**Work to be completed**: Nothing but a number should be given: how many lines in the entries below include the string "InitializationFailed".

***** Dataset entries

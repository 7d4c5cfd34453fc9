//! Operation feeds shared by the end-to-end tests
//!
//! Each [`Scenario`] carries its CSV text and the verdict a full replay must
//! reach.

/// A named feed with its expected final verdict
#[derive(Debug, Clone, Copy)]
pub struct Scenario {
    pub name: &'static str,
    pub csv: &'static str,
    pub deadlocked: bool,
}

impl Scenario {
    /// File name the scenario is written under
    pub fn file_name(&self) -> String {
        format!("{}.csv", self.name)
    }
}

/// Two processes each holding what the other requests
pub const TWO_PROCESS_CYCLE: Scenario = Scenario {
    name: "two_process_cycle",
    csv: "process,action,resource
P1,hold,R1
P2,hold,R2
P1,request,R2
P2,request,R1
",
    deadlocked: true,
};

/// A wait that is satisfied by a release
pub const WAIT_THEN_RELEASE: Scenario = Scenario {
    name: "wait_then_release",
    csv: "process,action,resource
P1,hold,R1
P2,request,R1
P1,release,R1
P2,request,R1
",
    deadlocked: false,
};

/// Three-way cycle with a bystander waiting on it
pub const THREE_WAY_WITH_TAIL: Scenario = Scenario {
    name: "three_way_with_tail",
    csv: "process,action,resource
P1,hold,R1
P2,hold,R2
P3,hold,R3
P4,request,R1
P1,request,R2
P2,request,R3
P3,request,R1
",
    deadlocked: true,
};

/// A deadlock that a later release breaks
pub const RESOLVED_CYCLE: Scenario = Scenario {
    name: "resolved_cycle",
    csv: "process,action,resource
P1,hold,R1
P2,hold,R2
P1,request,R2
P2,request,R1
P2,release,R2
",
    deadlocked: false,
};

/// Messy but valid input: BOM, shuffled columns, blank lines, comments
pub const MESSY_FORMAT: Scenario = Scenario {
    name: "messy_format",
    csv: "\u{feff}Resource , Process,ACTION
R1,P1,hold

# comment row,#note,hold
R1,P2,Request
",
    deadlocked: false,
};

pub const ALL: [Scenario; 5] = [
    TWO_PROCESS_CYCLE,
    WAIT_THEN_RELEASE,
    THREE_WAY_WITH_TAIL,
    RESOLVED_CYCLE,
    MESSY_FORMAT,
];
use super::*;

#[test]
fn test_init_is_single_shot() {
    let config = LoggerConfig {
        level: LogLevel::Warning,
        format: LogFormat::Text,
        output: LogOutput::Stderr,
        ansi: false,
    };

    // Another test binary thread may have installed a subscriber first
    match Logger::init(config) {
        Ok(logger) => assert_eq!(logger.config().level, LogLevel::Warning),
        Err(LoggerError::AlreadyInitialized) | Err(LoggerError::InitializationFailed { .. }) => {}
    }

    assert!(matches!(
        Logger::init(config),
        Err(LoggerError::AlreadyInitialized) | Err(LoggerError::InitializationFailed { .. })
    ));
}

#[test]
fn test_global_matches_initialized_flag() {
    assert_eq!(Logger::is_initialized(), Logger::global().is_some());
}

**********

**Answer box**: 2